Thanks to the general miniaturization of electronics, the wide availability of cheap color LCD screens, and the fact that licensing decades old arcade games is something of a free-for-all, we can now purchase miniature clones of classic arcade cabinets for about $20 USD. In theory you could play these things, but given they’re less than 4 inches in height they end up being more of a desk novelty than anything. Especially since it seems like most of the effort went into making the cabinet itself; a classic example of “form over function”.

Unfortunately, if you want to buy these little arcade cabinets to use as decoration for your office or game room, they aren’t particularly well suited to the task. The “demo” mode where the game plays itself doesn’t last for very long, and even if it did, the game would chew through batteries at an alarming rate. [Travis] decided to tackle both issues head on by powering his Tiny Arcades over USB and locking them into demo mode.

The stock power for the Tiny Arcade comes from three AAA batteries, or 4.5 V. This made it easy enough to run over  5 V USB, and a four port USB charger is used to provide power to multiple machines at once. Forcing the game to stay in demo mode wasn’t much harder: a 555 timer was used to “push” the demo button with a frequency of every 10 seconds or so to keep the game up and running. A simple timer circuit was put together in the classic “dead bug” style, and sealed up with liquid rubber so it would play nice with the insides of the Tiny Arcade.
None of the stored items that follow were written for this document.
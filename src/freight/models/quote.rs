use serde::{Deserialize, Serialize};
use serde_json::Value;
use std::collections::BTreeMap;

use super::ApiShipment;
use crate::util::{nullable, or_none};

/// Заявка в том виде, в каком её возвращает бэкенд
#[derive(Debug, Default, Clone, PartialEq, Serialize, Deserialize)]
#[serde(default, rename_all = "camelCase")]
pub struct QuoteRecord {
    #[serde(flatten)]
    pub shipment: ApiShipment,

    pub price: Option<Value>,
    pub total_price: Option<Value>,

    #[serde(deserialize_with = "or_none")]
    pub carrier: Option<String>,

    #[serde(deserialize_with = "or_none")]
    pub customer: Option<String>,
}

impl QuoteRecord {
    /// Цена для отображения: price, затем totalPrice
    pub fn display_price(&self) -> Option<String> {
        [&self.price, &self.total_price]
            .into_iter()
            .flatten()
            .find_map(|v| match v {
                Value::Number(n) => Some(n.to_string()),
                Value::String(s) if !s.is_empty() => Some(s.clone()),
                _ => None,
            })
    }
}

/// Страница ответа `request-quotations/v2/search`
#[derive(Debug, Default, Clone, PartialEq, Serialize, Deserialize)]
#[serde(default, rename_all = "camelCase")]
pub struct QuotePage {
    #[serde(deserialize_with = "nullable")]
    pub content: Vec<QuoteRecord>,

    #[serde(deserialize_with = "nullable")]
    pub total_elements: u64,

    #[serde(deserialize_with = "or_none")]
    pub total_pages: Option<u64>,

    #[serde(deserialize_with = "or_none")]
    pub has_next: Option<bool>,

    #[serde(deserialize_with = "or_none")]
    pub has_previous: Option<bool>,
}

/// Фильтры поиска заявок
#[derive(Debug, Default, Clone, PartialEq, Serialize)]
#[serde(rename_all = "camelCase")]
pub struct QuoteFilter {
    #[serde(skip_serializing_if = "Option::is_none")]
    pub status: Option<String>,

    #[serde(skip_serializing_if = "Option::is_none")]
    pub shipment_mode: Option<String>,

    #[serde(skip_serializing_if = "Option::is_none")]
    pub cargo_type: Option<String>,

    #[serde(skip_serializing_if = "Option::is_none")]
    pub pickup_location: Option<String>,

    #[serde(skip_serializing_if = "Option::is_none")]
    pub delivery_location: Option<String>,

    #[serde(skip_serializing_if = "Option::is_none")]
    pub user_id: Option<String>,

    #[serde(flatten)]
    pub extra: BTreeMap<String, String>,
}

/// Роль пользователя, как её отдаёт бэкенд: `{ "nom": "ADMIN" }`
#[derive(Debug, Default, Clone, PartialEq, Eq, Serialize, Deserialize)]
#[serde(default)]
pub struct Role {
    #[serde(deserialize_with = "nullable")]
    pub nom: String,
}

impl Role {
    pub fn new(nom: impl Into<String>) -> Self {
        Self { nom: nom.into() }
    }
}

/// Пользователь, от имени которого ищутся заявки
#[derive(Debug, Default, Clone, PartialEq, Serialize, Deserialize)]
#[serde(default)]
pub struct QuoteUser {
    #[serde(deserialize_with = "nullable")]
    pub id: String,

    #[serde(deserialize_with = "or_none")]
    pub role: Option<Role>,
}

impl QuoteUser {
    pub fn is_admin(&self) -> bool {
        self.role.as_ref().is_some_and(|role| role.nom == "ADMIN")
    }
}

#[cfg(test)]
mod tests {
    use super::*;
    use serde_json::json;

    #[test]
    fn record_keeps_shipment_and_listing_fields() {
        let record: QuoteRecord = serde_json::from_value(json!({
            "trackId": "TRK-1",
            "shipmentMode": "SEA",
            "totalPrice": 1250.5,
            "carrier": "CMA CGM"
        }))
        .unwrap();

        assert_eq!(record.shipment.track_id, "TRK-1");
        assert_eq!(record.display_price().as_deref(), Some("1250.5"));
        assert_eq!(record.carrier.as_deref(), Some("CMA CGM"));
    }

    #[test]
    fn admin_is_read_from_role_object() {
        let admin: QuoteUser =
            serde_json::from_value(json!({ "id": "u1", "role": { "nom": "ADMIN" } })).unwrap();
        assert!(admin.is_admin());

        let client: QuoteUser =
            serde_json::from_value(json!({ "id": "u2", "role": { "nom": "CLIENT" } })).unwrap();
        assert!(!client.is_admin());

        // роль строкой не распознаётся как объект
        let flat: QuoteUser =
            serde_json::from_value(json!({ "id": "u3", "role": "ADMIN" })).unwrap();
        assert_eq!(flat.role, None);
        assert!(!flat.is_admin());

        assert!(!QuoteUser::default().is_admin());
    }

    #[test]
    fn empty_filter_serializes_to_empty_object() {
        assert_eq!(serde_json::to_value(QuoteFilter::default()).unwrap(), json!({}));
    }

    #[test]
    fn page_with_null_fields_deserializes() {
        let page: QuotePage = serde_json::from_value(json!({
            "content": [
                {
                    "trackId": "TRK-2",
                    "carrier": null,
                    "grossWeight": null,
                    "serviceAddons": { "liveTracking": null, "customerBrokerage": "UNKNOWN" },
                    "cargoDetail": { "unNumber": "UN1993", "numberOfPallets": "12" }
                }
            ],
            "totalElements": 1,
            "totalPages": null,
            "hasNext": null
        }))
        .unwrap();

        assert_eq!(page.content.len(), 1);
        let record = &page.content[0];
        assert_eq!(record.shipment.track_id, "TRK-2");
        assert_eq!(record.carrier, None);
        assert!(!record.shipment.service_addons.live_tracking);
        assert_eq!(record.shipment.service_addons.customer_brokerage, None);
        assert_eq!(record.shipment.cargo_detail.un_number, Some(1993));
        assert_eq!(record.shipment.cargo_detail.number_of_pallets, Some(12.0));
        assert_eq!(page.total_pages, None);
    }
}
Since his little machines wouldn’t need their stock power switches anymore, [Travis] rewired the speaker lead through it. So now the machine stays on and in demo mode as long as it’s plugged into USB power, and you can flip the switch on the back to turn off the sounds. Perfect for sitting up on a shelf or the corner of your desk.

Usability issues not withstanding, there’s a pretty big (no pun intended) following for micro sized arcade cabinets. We’ve seen projects ranging from modding a Game Boy Advance to even tinier scratch builds.